§ **Work instructions**: Below are the records. Retype exactly the lines between the lines holding "reference backend and" and "Moller-Trumbore intersection of", inclusive.

§ **Collection entries**:
↓↓↓
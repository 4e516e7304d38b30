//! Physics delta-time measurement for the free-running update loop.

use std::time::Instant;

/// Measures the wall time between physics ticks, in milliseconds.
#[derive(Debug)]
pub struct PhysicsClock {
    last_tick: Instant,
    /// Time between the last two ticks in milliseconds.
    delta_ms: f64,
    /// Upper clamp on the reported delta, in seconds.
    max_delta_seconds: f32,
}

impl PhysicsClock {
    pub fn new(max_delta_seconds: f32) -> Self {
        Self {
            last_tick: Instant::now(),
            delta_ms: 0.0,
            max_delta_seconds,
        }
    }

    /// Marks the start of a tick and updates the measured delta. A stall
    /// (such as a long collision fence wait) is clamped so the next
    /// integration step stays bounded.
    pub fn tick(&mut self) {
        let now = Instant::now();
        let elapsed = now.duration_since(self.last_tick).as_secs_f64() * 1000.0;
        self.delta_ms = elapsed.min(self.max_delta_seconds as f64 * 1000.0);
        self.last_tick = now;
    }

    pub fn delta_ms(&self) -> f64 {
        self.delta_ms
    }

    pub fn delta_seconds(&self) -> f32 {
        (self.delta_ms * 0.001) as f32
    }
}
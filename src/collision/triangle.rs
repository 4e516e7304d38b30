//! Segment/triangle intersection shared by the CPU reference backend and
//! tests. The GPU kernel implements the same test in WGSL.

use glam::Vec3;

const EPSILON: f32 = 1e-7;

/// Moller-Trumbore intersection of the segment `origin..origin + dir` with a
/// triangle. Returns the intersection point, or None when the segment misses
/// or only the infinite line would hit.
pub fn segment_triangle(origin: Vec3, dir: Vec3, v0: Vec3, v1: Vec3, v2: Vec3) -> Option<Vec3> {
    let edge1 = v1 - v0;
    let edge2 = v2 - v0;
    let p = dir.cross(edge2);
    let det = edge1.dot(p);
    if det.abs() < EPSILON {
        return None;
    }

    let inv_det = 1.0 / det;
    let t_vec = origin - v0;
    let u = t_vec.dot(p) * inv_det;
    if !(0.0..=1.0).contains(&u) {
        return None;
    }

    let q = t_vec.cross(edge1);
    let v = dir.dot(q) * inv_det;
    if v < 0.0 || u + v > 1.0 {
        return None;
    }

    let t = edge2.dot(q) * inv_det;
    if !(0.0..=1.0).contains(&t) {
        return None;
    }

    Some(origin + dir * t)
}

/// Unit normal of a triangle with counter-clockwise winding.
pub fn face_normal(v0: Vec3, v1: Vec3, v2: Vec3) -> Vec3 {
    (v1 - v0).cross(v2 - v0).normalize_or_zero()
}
↑↑↑
↓↓↓
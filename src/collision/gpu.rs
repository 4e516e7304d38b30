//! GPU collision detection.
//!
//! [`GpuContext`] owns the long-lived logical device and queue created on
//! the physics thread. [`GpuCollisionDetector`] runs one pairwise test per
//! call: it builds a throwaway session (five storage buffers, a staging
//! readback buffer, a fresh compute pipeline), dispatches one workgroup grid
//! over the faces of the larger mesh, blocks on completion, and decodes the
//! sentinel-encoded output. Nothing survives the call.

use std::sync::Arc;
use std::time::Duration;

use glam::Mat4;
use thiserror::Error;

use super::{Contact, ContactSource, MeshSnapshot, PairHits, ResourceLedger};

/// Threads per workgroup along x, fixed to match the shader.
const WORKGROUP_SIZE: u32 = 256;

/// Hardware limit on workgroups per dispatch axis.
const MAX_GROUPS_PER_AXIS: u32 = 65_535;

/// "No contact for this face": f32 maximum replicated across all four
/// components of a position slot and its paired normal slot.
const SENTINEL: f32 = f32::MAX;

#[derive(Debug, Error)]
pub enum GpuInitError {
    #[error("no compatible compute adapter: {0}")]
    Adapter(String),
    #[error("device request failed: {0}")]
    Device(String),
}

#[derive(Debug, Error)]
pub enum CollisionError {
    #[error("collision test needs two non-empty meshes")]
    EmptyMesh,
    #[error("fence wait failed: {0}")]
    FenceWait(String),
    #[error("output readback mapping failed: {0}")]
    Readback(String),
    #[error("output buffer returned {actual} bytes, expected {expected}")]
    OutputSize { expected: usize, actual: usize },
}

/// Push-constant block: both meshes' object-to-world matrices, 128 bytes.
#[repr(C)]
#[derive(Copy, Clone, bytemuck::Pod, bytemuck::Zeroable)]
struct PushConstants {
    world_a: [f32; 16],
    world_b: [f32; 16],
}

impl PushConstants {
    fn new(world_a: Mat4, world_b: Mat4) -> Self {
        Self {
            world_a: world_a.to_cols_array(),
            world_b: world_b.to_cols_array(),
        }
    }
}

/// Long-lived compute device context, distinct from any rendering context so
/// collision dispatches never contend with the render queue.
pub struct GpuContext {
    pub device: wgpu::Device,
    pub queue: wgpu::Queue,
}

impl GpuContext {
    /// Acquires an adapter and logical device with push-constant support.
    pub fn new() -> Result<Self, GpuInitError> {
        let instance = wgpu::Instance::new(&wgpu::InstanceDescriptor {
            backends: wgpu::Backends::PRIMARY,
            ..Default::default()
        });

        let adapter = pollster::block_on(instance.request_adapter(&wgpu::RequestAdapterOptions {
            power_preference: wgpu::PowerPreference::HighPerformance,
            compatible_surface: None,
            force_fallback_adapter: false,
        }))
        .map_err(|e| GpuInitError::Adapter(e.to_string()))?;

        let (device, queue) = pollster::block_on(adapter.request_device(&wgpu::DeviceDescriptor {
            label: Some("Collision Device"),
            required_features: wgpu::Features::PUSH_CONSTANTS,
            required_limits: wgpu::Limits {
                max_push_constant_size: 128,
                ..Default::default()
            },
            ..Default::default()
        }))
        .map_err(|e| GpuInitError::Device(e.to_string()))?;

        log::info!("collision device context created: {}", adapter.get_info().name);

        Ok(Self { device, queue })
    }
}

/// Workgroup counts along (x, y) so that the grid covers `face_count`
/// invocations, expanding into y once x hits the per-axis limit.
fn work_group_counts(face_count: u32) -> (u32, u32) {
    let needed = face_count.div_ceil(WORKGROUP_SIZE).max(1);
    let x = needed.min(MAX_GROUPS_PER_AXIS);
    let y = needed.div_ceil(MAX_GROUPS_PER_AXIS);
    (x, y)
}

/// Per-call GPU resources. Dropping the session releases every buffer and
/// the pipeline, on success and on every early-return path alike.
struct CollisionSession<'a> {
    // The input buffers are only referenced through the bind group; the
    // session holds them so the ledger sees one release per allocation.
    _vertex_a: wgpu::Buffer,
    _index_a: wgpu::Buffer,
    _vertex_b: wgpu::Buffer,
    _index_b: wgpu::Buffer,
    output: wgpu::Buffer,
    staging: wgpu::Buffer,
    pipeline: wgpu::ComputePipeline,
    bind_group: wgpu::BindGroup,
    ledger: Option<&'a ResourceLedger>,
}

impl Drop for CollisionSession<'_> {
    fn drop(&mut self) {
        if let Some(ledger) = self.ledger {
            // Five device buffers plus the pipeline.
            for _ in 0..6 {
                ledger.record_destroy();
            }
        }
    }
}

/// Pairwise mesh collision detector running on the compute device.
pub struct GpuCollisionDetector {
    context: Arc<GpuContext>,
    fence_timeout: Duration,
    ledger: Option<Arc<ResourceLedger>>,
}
↑↑↑
§ **Task solution**:
//! Segment/triangle intersection shared by the CPU reference backend and
//! tests. The GPU kernel implements the same test in WGSL.

use glam::Vec3;

const EPSILON: f32 = 1e-7;

/// Moller-Trumbore intersection of the segment `origin..origin + dir` with a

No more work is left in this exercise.